• Lorsqu'on vieillit, nos cellules accumulent des défauts. Pourrait-on éliminer certains d'entre eux et ainsi rajeunir les cellules ? Un mécanisme observé sur l'ovocyte fournit des pistes de recherche.

    Jean-Jacques Perrier

    Plus les organismes vivants avancent en âge, plus l'ADN et les protéines de leurs cellules sont endommagés, en particulier sous l'action de petites molécules, les espèces réactives de l'oxygène, sous-produits de la respiration.
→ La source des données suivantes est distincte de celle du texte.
//! Testing utilities: a simulated platform layer and a domain facade built on
//! top of it.

use async_trait::async_trait;
use parking_lot::Mutex;
use serde_json::{json, Value};
use std::collections::HashMap;
use std::sync::atomic::{AtomicBool, AtomicU64, AtomicUsize, Ordering};
use std::sync::Arc;
use std::thread::JoinHandle;
use std::time::Duration;

use crate::errors::CoreError;
use crate::event_facade::{EventFacade, EVENTS_FACADE};
use crate::events::scoped_event_name;
use crate::facade::{Facade, FacadeContext, FacadeCore, FacadeFactory};
use crate::params::Params;
use crate::readiness::ReadySignal;
use crate::registry::{HandleRegistry, Resource};

/// Listener invoked by [`MockPlatform::fire`].
pub type Listener = Arc<dyn Fn(Value) + Send + Sync>;

/// Simulated hardware layer.
///
/// Listeners can be fired from any thread, like real platform callbacks.
/// Every object release and proxy acquisition is recorded so tests can check
/// that teardown released each resource exactly once.
pub struct MockPlatform {
    listeners: Mutex<HashMap<u64, (String, Listener)>>,
    next_listener: AtomicU64,
    proxies_held: AtomicUsize,
    facades_created: AtomicUsize,
    released: Mutex<Vec<String>>,
    fail_release: AtomicBool,
}

impl MockPlatform {
    pub fn new() -> Arc<Self> {
        Arc::new(Self {
            listeners: Mutex::new(HashMap::new()),
            next_listener: AtomicU64::new(1),
            proxies_held: AtomicUsize::new(0),
            facades_created: AtomicUsize::new(0),
            released: Mutex::new(Vec::new()),
            fail_release: AtomicBool::new(false),
        })
    }

    /// Register a listener for `topic`; returns its id.
    pub fn add_listener(&self, topic: &str, listener: Listener) -> u64 {
        let id = self.next_listener.fetch_add(1, Ordering::Relaxed);
        self.listeners
            .lock()
            .insert(id, (topic.to_string(), listener));
        id
    }

    pub fn remove_listener(&self, id: u64) -> anyhow::Result<()> {
        match self.listeners.lock().remove(&id) {
            Some(_) => Ok(()),
            None => anyhow::bail!("listener {id} is not registered"),
        }
    }

    pub fn listener_count(&self) -> usize {
        self.listeners.lock().len()
    }

    /// Invoke every listener for `topic` on the calling thread, outside the
    /// listener lock. Returns how many ran.
    pub fn fire(&self, topic: &str, payload: Value) -> usize {
        let targets: Vec<Listener> = self
            .listeners
            .lock()
            .values()
            .filter(|(t, _)| t == topic)
            .map(|(_, l)| Arc::clone(l))
            .collect();
        for listener in &targets {
            listener(payload.clone());
        }
        targets.len()
    }

    /// [`MockPlatform::fire`] from a freshly spawned thread.
    pub fn fire_from_thread(self: &Arc<Self>, topic: &str, payload: Value) -> JoinHandle<usize> {
        let platform = Arc::clone(self);
        let topic = topic.to_string();
        std::thread::spawn(move || platform.fire(&topic, payload))
    }

    pub fn acquire_proxy(&self) -> anyhow::Result<()> {
        self.proxies_held.fetch_add(1, Ordering::SeqCst);
        Ok(())
    }

    pub fn release_proxy(&self) -> anyhow::Result<()> {
        let previous = self.proxies_held.fetch_sub(1, Ordering::SeqCst);
        if previous == 0 {
            self.proxies_held.store(0, Ordering::SeqCst);
            anyhow::bail!("proxy released more often than acquired");
        }
        Ok(())
    }

    pub fn proxies_held(&self) -> usize {
        self.proxies_held.load(Ordering::SeqCst)
    }

    pub fn facades_created(&self) -> usize {
        self.facades_created.load(Ordering::SeqCst)
    }

    /// Make every object release fail (the object is still recorded).
    pub fn set_fail_release(&self, fail: bool) {
        self.fail_release.store(fail, Ordering::SeqCst);
    }

    /// Labels of released objects, in release order.
    pub fn released(&self) -> Vec<String> {
        self.released.lock().clone()
    }

    /// How many times the object labelled `label` was released.
    pub fn release_count(&self, label: &str) -> usize {
        self.released.lock().iter().filter(|l| *l == label).count()
    }

    fn record_release(&self, label: &str) -> anyhow::Result<()> {
        self.released.lock().push(label.to_string());
        if self.fail_release.load(Ordering::SeqCst) {
            anyhow::bail!("platform refused to release {label}");
        }
        Ok(())
    }
}

/// Platform object held in a [`MockRadioFacade`] registry.
pub struct MockDevice {
    label: String,
    platform: Arc<MockPlatform>,
}

impl MockDevice {
    pub fn label(&self) -> &str {
        &self.label
    }
}

impl Resource for MockDevice {
    fn release(&self) -> anyhow::Result<()> {
        self.platform.record_release(&self.label)
    }
}

/// Name of [`MockRadioFacade`] in the catalog.
pub const RADIO_FACADE: &str = "radio";

/// Domain facade with two handle registries, a platform callback and a
/// shared proxy.
///
/// Operations: `connect {address}`, `disconnect {handle}`, `startScan`,
/// `stopScan {handle}`, `counts`, `waitReady {timeout_ms?}`.
pub struct MockRadioFacade {
    core: FacadeCore,
    platform: Arc<MockPlatform>,
    connections: Arc<HandleRegistry<MockDevice>>,
    scanners: Arc<HandleRegistry<MockDevice>>,
    ready: ReadySignal,
    events: Arc<EventFacade>,
}

impl MockRadioFacade {
    pub fn connections(&self) -> &Arc<HandleRegistry<MockDevice>> {
        &self.connections
    }

    pub fn scanners(&self) -> &Arc<HandleRegistry<MockDevice>> {
        &self.scanners
    }

    pub fn ready(&self) -> &ReadySignal {
        &self.ready
    }

    /// The session's event facade, resolved as a construction dependency.
    pub fn events(&self) -> &Arc<EventFacade> {
        &self.events
    }
}

#[async_trait]
impl Facade for MockRadioFacade {
    fn core(&self) -> &FacadeCore {
        &self.core
    }

    async fn invoke(&self, method: &str, params: Params) -> Result<Value, CoreError> {
        self.core.ensure_active()?;
        match method {
            "connect" => {
                let address: String = params.required("address")?;
                let handle = self.connections.create(MockDevice {
                    label: format!("connection:{address}"),
                    platform: Arc::clone(&self.platform),
                })?;
                self.core.emit(
                    scoped_event_name("RadioConnect", handle, "onConnectionStateChange"),
                    json!({ "address": address, "state": "connected" }),
                );
                Ok(json!(handle))
            }
            "disconnect" => {
                let handle = params.handle("handle")?;
                self.connections.release(handle)?;
                Ok(Value::Null)
            }
            "startScan" => {
                let index = self.scanners.last_issued().map_or(1, |h| h.get() + 1);
                let handle = self.scanners.create(MockDevice {
                    label: format!("scanner:{index}"),
                    platform: Arc::clone(&self.platform),
                })?;
                Ok(json!(handle))
            }
            "stopScan" => {
                let handle = params.handle("handle")?;
                self.scanners.release(handle)?;
                Ok(Value::Null)
            }
            "counts" => Ok(json!({
                "connections": self.connections.len(),
                "scanners": self.scanners.len(),
            })),
            "waitReady" => {
                let timeout = params.optional::<u64>("timeout_ms")?.unwrap_or(0);
                Ok(json!(
                    self.ready.wait_ready(Duration::from_millis(timeout)).await
                ))
            }
            other => Err(CoreError::UnknownMethod {
                facade: RADIO_FACADE.to_string(),
                method: other.to_string(),
            }),
        }
    }
}

/// Factory for [`MockRadioFacade`]; depends on the `events` facade.
pub struct MockRadioFactory {
    platform: Arc<MockPlatform>,
}

impl MockRadioFactory {
    pub fn new(platform: Arc<MockPlatform>) -> Self {
        Self { platform }
    }
}

impl FacadeFactory for MockRadioFactory {
    fn name(&self) -> &'static str {
        RADIO_FACADE
    }

    fn dependencies(&self) -> &'static [&'static str] {
        &[EVENTS_FACADE]
    }

    fn create(&self, ctx: FacadeContext) -> anyhow::Result<Arc<dyn Facade>> {
        let events = ctx.dependency::<EventFacade>(EVENTS_FACADE)?;
        let core = ctx.core();
        let platform = Arc::clone(&self.platform);

        platform.acquire_proxy()?;
        let proxy_platform = Arc::clone(&platform);
        core.acquire_shared("radio proxy", move || proxy_platform.release_proxy());

        let ready = ReadySignal::new("radio proxy");
        let connected = ready.clone();
        let id = platform.add_listener(
            "serviceConnected",
            Arc::new(move |_: Value| connected.set_ready()),
        );
        let listener_platform = Arc::clone(&platform);
        core.register_callback("serviceConnected listener", move || {
            listener_platform.remove_listener(id)
        });

        let emitter = core.emitter();
        let id = platform.add_listener(
            "stateChanged",
            Arc::new(move |payload: Value| {
                emitter.emit("RadioStateChanged", payload);
            }),
        );
        let listener_platform = Arc::clone(&platform);
        core.register_callback("stateChanged listener", move || {
            listener_platform.remove_listener(id)
        });

        let connections = core.registry("connection registry");
        let scanners = core.registry("scanner registry");

        platform.facades_created.fetch_add(1, Ordering::SeqCst);
        Ok(Arc::new(MockRadioFacade {
            core,
            platform,
            connections,
            scanners,
            ready,
            events,
        }))
    }
}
C'est ce qui explique, en partie, que les maladies dégénératives et les cancers sont plus fréquents avec l'âge.

    Les cellules sexuelles, les spermatozoïdes des mâles et les ovocytes des femelles, n'échappent pas à ce phénomène, à mesure que l'individu qui les produit vieillit. Or les embryons et les nouveau-nés issus de la fécondation — la fusion de ces cellules — ne sont pas vieux avant l'âge : leurs cellules ne comptent presque pas de composants endommagés, sauf exceptions pathologiques. C'est donc qu'il existe des processus de rajeunissement qui évitent la transmission à la nouvelle génération de composants « vieillis » provenant des cellules sexuelles. Jérôme Goudeau et Hugo Aguilaniu, de l'École normale supérieure de Lyon et du CNRS, ont mis en évidence l'un de ces processus chez un modèle animal, le ver nématode Caenorhabditis elegans.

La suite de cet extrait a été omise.